100%|██████████| 637/637 [00:09<00:00, 64.53it/s]

Let's take a look at the resulting vizualization.

style = "<style>svg{width:100% !important;height:100% !important;</style>"
display(HTML(style))
SVG('plots/categories_twopi_lab_color.svg')

Here, each color is associated with codes that share the same prefix at a particular position. For example 0001 and 0000 share the same parent node corresponding to the prefix 000. The scales are arbitrary and thus need trial and error to make them work with the visualization. As you can see the circles are impossible to see for some incidents. Some incident counts are just too low to be visible. An alternative visualization could use the normalized incident counts to drive the size of the circles.

Time for some animations. Let us make the plot move with time. This visualization is by no means a replacement for the humble line plot but an aid to help the user demand the right plots to later visualize. We begin by sorting the dataframe by its index. Here the index is the column OCCURRED_ON_DATE.

We can now group by the OFFENSE_CODE column and count the number of occurrences per rolling window. We can use these counts to drive the plot and generate frames of the animation. Let us take a look at slice of the output.

c_indexed
df = pd.crosstab(combined_typed["OCCURRED_ON_DATE"].dt.to_period('2W'), combined_typed['OFFENSE_CODE'])
df

We can now build a list of count dictionaries for each time period. We can then use these dictionaries to drive the plot using the same code.
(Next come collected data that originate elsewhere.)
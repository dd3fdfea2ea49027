use std::time::Instant;

pub fn elapsed_seconds(since: Instant) -> f64 {
    since.elapsed().as_secs_f64()
}

pub fn prettyprint_time(seconds: f64) -> String {
    format!("{:.4}s", seconds)
}

struct TimerSpan {
    name: String,
    started_at: Instant,
    nested_results: Vec<String>,
}

/// Hierarchial timing of pipeline stages. Every line goes through the `log` crate. Notes and
/// warnings are repeated in a summary when the Timer is dropped, to avoid having to scroll up and
/// find interesting things.
pub struct Timer {
    results: Vec<String>,
    stack: Vec<TimerSpan>,

    outermost_name: String,

    notes: Vec<String>,
    warnings: Vec<String>,
}

impl Timer {
    pub fn new<S: Into<String>>(raw_name: S) -> Timer {
        let name = raw_name.into();
        let mut t = Timer {
            results: Vec::new(),
            stack: Vec::new(),
            outermost_name: name.clone(),
            notes: Vec::new(),
            warnings: Vec::new(),
        };
        t.start(name);
        t
    }

    /// For tests and callers that don't care about the summary.
    pub fn throwaway() -> Timer {
        Timer::new("throwaway")
    }

    /// Log immediately, but also repeat at the end.
    pub fn note<S: Into<String>>(&mut self, raw_line: S) {
        let line = raw_line.into();
        info!("{}", line);
        self.notes.push(line);
    }

    /// Log a degenerate condition immediately, and repeat it at the end.
    pub fn warn<S: Into<String>>(&mut self, raw_line: S) {
        let line = raw_line.into();
        warn!("{}", line);
        self.warnings.push(line);
    }

    pub fn warnings(&self) -> &[String] {
        &self.warnings
    }

    pub fn notes(&self) -> &[String] {
        &self.notes
    }

    pub fn start<S: Into<String>>(&mut self, raw_name: S) {
        let name = raw_name.into();
        info!("{}...", name);
        self.stack.push(TimerSpan {
            name,
            started_at: Instant::now(),
            nested_results: Vec::new(),
        });
    }

    pub fn stop<S: Into<String>>(&mut self, raw_name: S) {
        let name = raw_name.into();
        let span = match self.stack.pop() {
            Some(s) => s,
            None => {
                warn!("stop({}) called on an empty Timer", name);
                return;
            }
        };
        if span.name != name {
            warn!("stop({}) doesn't match the current span {}", name, span.name);
        }
        let elapsed = elapsed_seconds(span.started_at);
        let line = format!("{} took {}", span.name, prettyprint_time(elapsed));
        info!("{}", line);

        let padding = "  ".repeat(self.stack.len());
        let mut lines = vec![format!("{}- {}", padding, line)];
        lines.extend(span.nested_results);
        self.add_results(lines);
    }

    fn add_results(&mut self, lines: Vec<String>) {
        match self.stack.last_mut() {
            Some(s) => {
                s.nested_results.extend(lines);
            }
            None => {
                self.results.extend(lines);
            }
        }
    }
}

impl std::ops::Drop for Timer {
    fn drop(&mut self) {
        // Close any spans left open, like when bailing out early with `?`
        while let Some(span) = self.stack.last() {
            let name = span.name.clone();
            self.stop(name);
        }

        if self.outermost_name == "throwaway" {
            return;
        }
        for line in &self.results {
            info!("{}", line);
        }
        if !self.notes.is_empty() {
            info!("{} notes:", self.notes.len());
            for line in &self.notes {
                info!("  {}", line);
            }
        }
        if !self.warnings.is_empty() {
            warn!("{} warnings:", self.warnings.len());
            for line in &self.warnings {
                warn!("  {}", line);
            }
        }
    }
}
i_s = df.index.to_series().values.tolist()

count_list = []
for ix,i in tqdm(enumerate(i_s)):
    counts = {}
    d = df.iloc[ix,:].to_dict()
    for v in gg.nodes:
        if type(v) == int:
            code = str(v).zfill(4)
            counts[v] = d[code]
    count_list.append(counts)

370it [00:00, 2751.95it/s]

frames = []
for counts in tqdm(count_list):
    vertex_size = []
    for v in gg.nodes:
        if type(v) == int:
            code = str(v).zfill(4)
            n = counts[v]
            vertex_size.append(n)
        else:
            vertex_size.append(0.01)
    fig, ax = plt.subplots(figsize=(12,12))
    ax.spines['top'].set_visible(False)
    ax.spines['right'].set_visible(False)
    ax.spines['bottom'].set_visible(False)
    ax.spines['left'].set_visible(False)
    # pos = nx.planar_layout(G)
    pos = nx.nx_pydot.graphviz_layout(gg, prog="twopi")
    c_x,c_y = pos[rename_dict['s']]
    edge_colors = [ vertex_color_dict[str(v).zfill(4)[0:1]] if isinstance(v,int) else 'grey' for u,v in gg.edges]
    edge_width = [math.log(max(0.1,counts[v]),200) if isinstance(v,int) else 0.2 for u,v in gg.edges]
    nx.draw_networkx_edges(gg,pos,ax=ax,edge_color=edge_colors,width=edge_width,arrows=False)
    nx.draw_networkx_nodes(gg,pos=pos,node_size=vertex_size,node_color=vertex_colors,ax=ax)
    #nx.draw_networkx_labels(gg,labels=labb,pos=pos,font_size=5,ax=ax,font_color='white')
    nx.draw_networkx_edge_labels(gg,pos,edge_labels=edge_labels,ax=ax,font_size=3.5,font_color='black',label_pos=0.4)
    buf = io.BytesIO()
    fig.savefig('plots/categories_twopi_lab_color.svg')
    fig.savefig(buf)
    buf.seek(0)
    plt.close(fig)
    im = Image.open(buf)
    frames.append(im)
gif_name = 'plots/categories_twopi_lab_color.gif'
frames[0].save(gif_name, format='GIF', append_images=frames[1:], save_all=True, duration=100, loop=0)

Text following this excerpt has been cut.